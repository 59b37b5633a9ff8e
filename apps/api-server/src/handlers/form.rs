//! Multipart form reading for the upload pages.

use std::collections::HashMap;

use actix_multipart::Multipart;
use futures::StreamExt;

use inkwell_core::ports::ImageUpload;

use crate::middleware::error::AppError;

/// Largest accepted upload.
const MAX_UPLOAD_BYTES: usize = 5 * 1024 * 1024;

/// Text fields and file parts of a `multipart/form-data` body.
#[derive(Debug, Default)]
pub struct FormData {
    fields: HashMap<String, String>,
    files: HashMap<String, ImageUpload>,
}

impl FormData {
    pub async fn read(mut payload: Multipart) -> Result<Self, AppError> {
        let mut form = FormData::default();
        let mut total_bytes = 0usize;

        while let Some(field) = payload.next().await {
            let mut field =
                field.map_err(|e| AppError::BadRequest(format!("Multipart error: {}", e)))?;

            let Some(name) = field.name().map(str::to_string) else {
                continue;
            };
            let filename = field
                .content_disposition()
                .and_then(|cd| cd.get_filename())
                .map(str::to_string);

            let mut data = Vec::new();
            while let Some(chunk) = field.next().await {
                let chunk =
                    chunk.map_err(|e| AppError::BadRequest(format!("Upload read error: {}", e)))?;
                total_bytes += chunk.len();
                if total_bytes > MAX_UPLOAD_BYTES {
                    return Err(AppError::BadRequest("Upload exceeds 5 MB".to_string()));
                }
                data.extend_from_slice(&chunk);
            }

            match filename {
                // Browsers send an empty part for an untouched file input.
                Some(filename) if filename.is_empty() || data.is_empty() => {}
                Some(filename) => {
                    form.files.insert(
                        name,
                        ImageUpload {
                            filename,
                            bytes: data,
                        },
                    );
                }
                None => {
                    let text = String::from_utf8(data).map_err(|_| {
                        AppError::BadRequest(format!("Field '{}' is not valid UTF-8", name))
                    })?;
                    form.fields.insert(name, text);
                }
            }
        }

        Ok(form)
    }

    /// Trimmed text of a field; `None` when absent or blank.
    pub fn text(&self, name: &str) -> Option<&str> {
        self.fields
            .get(name)
            .map(|value| value.trim())
            .filter(|value| !value.is_empty())
    }

    /// Like [`FormData::text`], failing when the field is missing.
    pub fn required(&self, name: &str) -> Result<&str, AppError> {
        self.text(name)
            .ok_or_else(|| AppError::BadRequest(format!("Field '{}' is required", name)))
    }

    pub fn take_file(&mut self, name: &str) -> Option<ImageUpload> {
        self.files.remove(name)
    }
}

****************

* **TASK DESCRIPTION**
How many of the lines in these entries hold "while"? Report only the count.

* **SOLUTION TO THIS PROBLEM**
2